Der Sprint ins unsichtbare Ziel

„Faster“ steht auf dem mintgrünen T-Shirt, das Katrin Müller-Rottgardt trägt, während sie über die Tartan-Bahn des TV Wattenscheidt joggt. Und schneller ist sie wirklich. Die 35-Jährige mit dem blonden Zopf und der schwarzen Sonnenbrille hält den deutschen Rekord auf der 100-, 200- und 400-Meter-Strecke – unter den Blinden.

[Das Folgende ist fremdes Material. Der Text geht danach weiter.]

#[derive(Debug, PartialEq, Clone, Serialize, Deserialize)]
pub struct BeaconState {
    // Versioning
    #[serde(with = "serde_utils::quoted_u64")]
    pub genesis_time: u64,
    pub genesis_validators_root: B256,
    #[serde(with = "serde_utils::quoted_u64")]
    pub slot: u64,
    pub fork: Fork,

    // History
    pub latest_block_header: BeaconBlockHeader,
    pub block_roots: FixedVector<B256, U8192>,
    pub state_roots: FixedVector<B256, U8192>,
    pub historical_roots: VariableList<B256, U16777216>,

    // Eth1
    pub eth1_data: Eth1Data,
    pub eth1_data_votes: VariableList<Eth1Data, U2048>,
    #[serde(with = "serde_utils::quoted_u64")]
    pub eth1_deposit_index: u64,

    // Registry
    pub validators: VariableList<Validator, U1099511627776>,
    #[serde(with = "quoted_u64_var_list")]
    pub balances: VariableList<u64, U1099511627776>,

    // Randomness
    pub randao_mixes: FixedVector<B256, U65536>,

    // Slashings
    #[serde(with = "quoted_u64_fixed_vec")]
    pub slashings: FixedVector<u64, U8192>,

    // Participation, inactivity and sync committees
    #[serde(flatten)]
    pub participation: EpochParticipation,

    // Finality
    pub justification_bits: BitVector<U4>,
    pub previous_justified_checkpoint: Checkpoint,
    pub current_justified_checkpoint: Checkpoint,
    pub finalized_checkpoint: Checkpoint,
}

impl BeaconState {
    /// Roots of every field in container order. Phase0 and altair states differ in the
    /// participation fields and in the fields altair appends.
    fn field_roots(&self) -> Vec<Hash256> {
        let mut roots = vec![
            self.genesis_time.tree_hash_root(),
            self.genesis_validators_root.tree_hash_root(),
            self.slot.tree_hash_root(),
            self.fork.tree_hash_root(),
            self.latest_block_header.tree_hash_root(),
            self.block_roots.tree_hash_root(),
            self.state_roots.tree_hash_root(),
            self.historical_roots.tree_hash_root(),
            self.eth1_data.tree_hash_root(),
            self.eth1_data_votes.tree_hash_root(),
            self.eth1_deposit_index.tree_hash_root(),
            self.validators.tree_hash_root(),
            self.balances.tree_hash_root(),
            self.randao_mixes.tree_hash_root(),
            self.slashings.tree_hash_root(),
        ];
        match &self.participation {
            EpochParticipation::Phase0(pending) => {
                roots.push(pending.previous_epoch_attestations.tree_hash_root());
                roots.push(pending.current_epoch_attestations.tree_hash_root());
            }
            EpochParticipation::Altair(flags) => {
                roots.push(flags.previous_epoch_participation.tree_hash_root());
                roots.push(flags.current_epoch_participation.tree_hash_root());
            }
        }
        roots.extend([
            self.justification_bits.tree_hash_root(),
            self.previous_justified_checkpoint.tree_hash_root(),
            self.current_justified_checkpoint.tree_hash_root(),
            self.finalized_checkpoint.tree_hash_root(),
        ]);
        if let EpochParticipation::Altair(flags) = &self.participation {
            roots.extend([
                flags.inactivity_scores.tree_hash_root(),
                flags.current_sync_committee.tree_hash_root(),
                flags.next_sync_committee.tree_hash_root(),
            ]);
        }
        roots
    }
}

impl TreeHash for BeaconState {
    fn tree_hash_type() -> TreeHashType {
        TreeHashType::Container
    }

    fn tree_hash_packed_encoding(&self) -> PackedEncoding {
        unreachable!("Container should never be packed.")
    }

    fn tree_hash_packing_factor() -> usize {
        unreachable!("Container should never be packed.")
    }

    fn tree_hash_root(&self) -> Hash256 {
        let leaves = self
            .field_roots()
            .iter()
            .flat_map(|root| root.0)
            .collect::<Vec<u8>>();
        tree_hash::merkle_root(&leaves, 0)
    }
}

Katrin Müller-Rottgardt hat zwei Prozent Sehkraft, bei der Geburt waren es nur wenige Prozent mehr. Offiziell gilt das zwar als blind, aber die Sportlerin sieht Farben und Umrisse. Menschen ohne Sehbehinderung können sich das so vorstellen, als schauten sie durch eine vereiste Glasscheibe.

Ich weiß nicht wie die Welt für andere aussieht. Ich habe ja keinen Vergleich.

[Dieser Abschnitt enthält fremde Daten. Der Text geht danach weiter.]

use ream_consensus_misc::{
    checkpoint::Checkpoint,
    constants::{GENESIS_EPOCH, JUSTIFICATION_BITS_LENGTH},
};
use tracing::info;

use crate::{
    beacon_state::BeaconState,
    epoch_cache::EpochProcessCache,
    errors::{BeaconStateError, EpochProcessingError},
};

pub fn process_justification_and_finalization(
    state: &mut BeaconState,
    cache: &EpochProcessCache,
) -> Result<(), EpochProcessingError> {
    // Initial FFG checkpoint values have a `0x00` stub for `root`.
    // Skip FFG updates in the first two epochs to avoid corner cases that might result in
    // modifying this stub.
    if cache.current_epoch <= GENESIS_EPOCH + 1 {
        return Ok(());
    }
    weigh_justification_and_finalization(
        state,
        cache.total_active_balance,
        cache.previous_epoch_target_balance(),
        cache.current_epoch_target_balance(),
    )
}

fn is_supermajority(target_balance: u64, total_active_balance: u64) -> bool {
    target_balance as u128 * 3 >= total_active_balance as u128 * 2
}

pub fn weigh_justification_and_finalization(
    state: &mut BeaconState,
    total_active_balance: u64,
    previous_epoch_target_balance: u64,
    current_epoch_target_balance: u64,
) -> Result<(), EpochProcessingError> {
    let previous_epoch = state.get_previous_epoch();
    let current_epoch = state.get_current_epoch();
    let old_previous_justified_checkpoint = state.previous_justified_checkpoint;
    let old_current_justified_checkpoint = state.current_justified_checkpoint;
    let old_finalized_checkpoint = state.finalized_checkpoint;

    // Process justifications
    state.previous_justified_checkpoint = state.current_justified_checkpoint;
    let mut bits = state.justification_bits.iter().collect::<Vec<bool>>();
    bits.rotate_right(1);
    bits[0] = false;

    if is_supermajority(previous_epoch_target_balance, total_active_balance) {
        state.current_justified_checkpoint = Checkpoint {
            epoch: previous_epoch,
            root: state.get_block_root(previous_epoch)?,
        };
        bits[1] = true;
    }
    if is_supermajority(current_epoch_target_balance, total_active_balance) {
        state.current_justified_checkpoint = Checkpoint {
            epoch: current_epoch,
            root: state.get_block_root(current_epoch)?,
        };
        bits[0] = true;
    }
    for (index, bit) in bits.iter().enumerate().take(JUSTIFICATION_BITS_LENGTH) {
        state
            .justification_bits
            .set(index, *bit)
            .map_err(|err| BeaconStateError::Bitfield(format!("{err:?}")))?;
    }

    // Process finalizations
    // The 2nd/3rd/4th most recent epochs are justified, the 2nd using the 4th as source
    if bits[1..4].iter().all(|&bit| bit)
        && old_previous_justified_checkpoint.epoch + 3 == current_epoch
    {
        state.finalized_checkpoint = old_previous_justified_checkpoint;
    }
    // The 2nd/3rd most recent epochs are justified, the 2nd using the 3rd as source
    if bits[1..3].iter().all(|&bit| bit)
        && old_previous_justified_checkpoint.epoch + 2 == current_epoch
    {
        state.finalized_checkpoint = old_previous_justified_checkpoint;
    }
    // The 1st/2nd/3rd most recent epochs are justified, the 1st using the 3rd as source
    if bits[0..3].iter().all(|&bit| bit)
        && old_current_justified_checkpoint.epoch + 2 == current_epoch
    {
        state.finalized_checkpoint = old_current_justified_checkpoint;
    }
    // The 1st/2nd most recent epochs are justified, the 1st using the 2nd as source
    if bits[0..2].iter().all(|&bit| bit)
        && old_current_justified_checkpoint.epoch + 1 == current_epoch
    {
        state.finalized_checkpoint = old_current_justified_checkpoint;
    }

    if state.finalized_checkpoint != old_finalized_checkpoint {
        info!(
            epoch = state.finalized_checkpoint.epoch,
            root = ?state.finalized_checkpoint.root,
            "finalized checkpoint advanced"
        );
    }
    Ok(())
}
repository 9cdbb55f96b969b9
use alloy_primitives::B256;

#[derive(Debug, PartialEq, Clone, Default, Eq, Hash)]
pub struct PrivateKey {
    pub inner: B256,
}
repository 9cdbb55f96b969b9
use serde::{Deserialize, Serialize};
use ssz_derive::{Decode, Encode};
use ssz_types::{BitList, typenum::U2048};
use tree_hash_derive::TreeHash;

use crate::attestation_data::AttestationData;

#[derive(Debug, PartialEq, Clone, Serialize, Deserialize, Encode, Decode, TreeHash)]
pub struct PendingAttestation {
    pub aggregation_bits: BitList<U2048>,
    pub data: AttestationData,
    #[serde(with = "serde_utils::quoted_u64")]
    pub inclusion_delay: u64,
    #[serde(with = "serde_utils::quoted_u64")]
    pub proposer_index: u64,
}
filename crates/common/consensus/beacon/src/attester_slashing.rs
use ream_consensus_misc::indexed_attestation::IndexedAttestation;
use serde::{Deserialize, Serialize};
use ssz_derive::{Decode, Encode};
use tree_hash_derive::TreeHash;

#[derive(Debug, PartialEq, Eq, Clone, Serialize, Deserialize, Encode, Decode, Hash, TreeHash)]
pub struct AttesterSlashing {
    pub attestation_1: IndexedAttestation,
    pub attestation_2: IndexedAttestation,
}
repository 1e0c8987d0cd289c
use std::io::Write;
use std::path::{Path, PathBuf};
use std::sync::Arc;
use std::time::Duration;

use anyhow::{Context, Result};
use clap::{Parser, Subcommand};
use tokio::sync::mpsc;
use tokio::task::JoinSet;
use tokio_util::sync::CancellationToken;

mod auth;
mod bridge;
mod config;
mod playback;
mod spotify;
mod util;

use auth::confidential::ConfidentialClient;
use auth::{AuthSettings, ProcessChannel, Session, TokenStore};
use bridge::{BridgeState, PendingAuthSlot};
use config::Config;
use playback::poller::{self, PollExit};
use playback::{Player, PlayerState, SEEK_STEP_MS, TickOutcome};
use spotify::SpotifyClient;
use util::format::{format_time, progress_bar, progress_percent};

#[derive(Parser)]
#[command(
    name = "minispot",
    version,
    long_version = concat!(env!("CARGO_PKG_VERSION"), " (built ", env!("BUILD_DATE"), ")"),
    about = "Headless Spotify mini-player"
)]
struct Cli {
    /// Path to config file [default: ~/.config/minispot/config.toml]
    #[arg(short, long)]
    config: Option<PathBuf>,

    /// Increase log verbosity (-v, -vv, -vvv)
    #[arg(short, long, action = clap::ArgAction::Count)]
    verbose: u8,

    #[command(subcommand)]
    command: Command,
}

#[derive(Subcommand)]
enum Command {
    /// Log in to Spotify (opens browser for OAuth)
    Auth,
    /// Forget stored tokens
    Logout,
    /// Show the logged-in user and what is playing
    Status,
    /// Follow playback live; type commands on stdin (`?` for help)
    Watch,
    /// Play or pause
    Toggle,
    /// Skip to the next track
    Next,
    /// Go back to the previous track
    Previous,
    /// Seek to an absolute position in ms, or by +N / -N seconds
    Seek {
        #[arg(allow_hyphen_values = true)]
        position: SeekArg,
    },
    /// Set the device volume
    Volume {
        #[arg(value_parser = clap::value_parser!(u8).range(0..=100))]
        percent: u8,
    },
    /// Play a playlist / album URI, or a single track URI
    Play { uri: String },
    /// List your playlists
    Playlists,
    /// Token grants with the client secret, for server-side integrations
    Confidential {
        #[command(subcommand)]
        action: ConfidentialAction,
    },
}
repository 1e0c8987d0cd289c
//! Spotify Web API: authenticated transport and the player endpoints.

mod client;
mod error;
mod player;
pub mod types;

pub use client::SpotifyClient;
pub use error::ApiError;
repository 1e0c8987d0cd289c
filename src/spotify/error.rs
use reqwest::StatusCode;
use serde::Deserialize;

#[derive(Debug, thiserror::Error)]
pub enum ApiError {
    #[error("not logged in")]
    Unauthenticated,
    #[error("access token could not be refreshed; log in again")]
    TokenRefreshFailed,
    #[error("request to the Spotify API failed: {0}")]
    Network(#[from] reqwest::Error),
    #[error("Spotify API error ({status}): {message}")]
    Status { status: StatusCode, message: String },
    #[error("unexpected response from the Spotify API: {0}")]
    Decode(#[from] serde_json::Error),
    #[error("request body cannot be replayed after a token refresh")]
    NotReplayable,
}

impl ApiError {
    /// True when the session is gone and the user has to log in again.
    pub fn is_auth_lost(&self) -> bool {
        matches!(self, Self::Unauthenticated | Self::TokenRefreshFailed)
    }

    pub fn status(&self) -> Option<StatusCode> {
        match self {
            Self::Status { status, .. } => Some(*status),
            _ => None,
        }
    }
}

/// Error object returned by the Web API: `{"error": {"status": 404, "message": "..."}}`.
#[derive(Debug, Clone, Deserialize)]
pub struct SpotifyApiError {
    pub error: SpotifyErrorDetail,
}

#[derive(Debug, Clone, Deserialize)]
pub struct SpotifyErrorDetail {
    pub status: Option<u16>,
    pub message: Option<String>,
    /// Set on player endpoints, e.g. `NO_ACTIVE_DEVICE`.
    #[serde(default)]
    pub reason: Option<String>,
}

impl std::fmt::Display for SpotifyApiError {
    fn fmt(&self, f: &mut std::fmt::Formatter<'_>) -> std::fmt::Result {
        write!(
            f,
            "{} (reason: {})",
            self.error.message.as_deref().unwrap_or("unknown"),
            self.error.reason.as_deref().unwrap_or("none"),
        )
    }
}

Wenn Katrin sprintet, erkennt sie weder ihre Konkurrentinnen noch die Ziellinie. Aber das übernimmt jemand anders für sie: Noel Fiener, ihr Guide. Mit ihm läuft sie auf Turnieren gemeinsam ins Ziel, jeder auf einer Bahn. Ihre Verbindung: ein Schnürsenkel. Der wird um jeweils ein Handgelenk der beiden geknotet, sodass sie fest verbunden sind. Wenn Katrin Müller-Rottgardt von der Laufbahn abkommt, übt Noel Fiener Druck mit dem Unterarm aus und gibt so Zeichen. Auch wenn die beiden die Hälfte der Strecke zurückgelegt haben, sagt er Bescheid. „100“ kommt dann zum Beispiel – der Hinweis für 100 zurückgelegte Meter.

Das System funktioniert: Bei den Paralympics 2016 in Rio holte Katrin Müller-Rottgardt Bronze, damals noch mit Guide Sebastian Fricke. Als die Sportlerin im Ziel war, war ihr nicht klar, welchen Platz sie belegt hatte. Das wusste sie erst, als ihr Sebastian sagte, was auf der Anzeigetafel stand. „Diese paar Sekunden, bis ich das wusste, dauerten vergleichsweise ewig.“

11,99 Sekunden brauchte Rottgardt für die 100-Meter-Strecke, persönliche Bestleistung. Das reichte für die erste paralympische Medaille. „Das war einfach unglaublich. Dafür habe ich die ganze Zeit trainiert“, fasst Katrin zusammen, und schwärmt von der außergewöhnlichen Stimmung in Rio. Auch ihr damaliger Guide Sebastian Fricke bekam eine Bronze-Medaille. „Ich habe hundertprozentiges Vertrauen in meinen Guide. Ohne ihn hätte ich meine sportlichen Erfolge gar nicht erlebt“, meint die Sprinterin.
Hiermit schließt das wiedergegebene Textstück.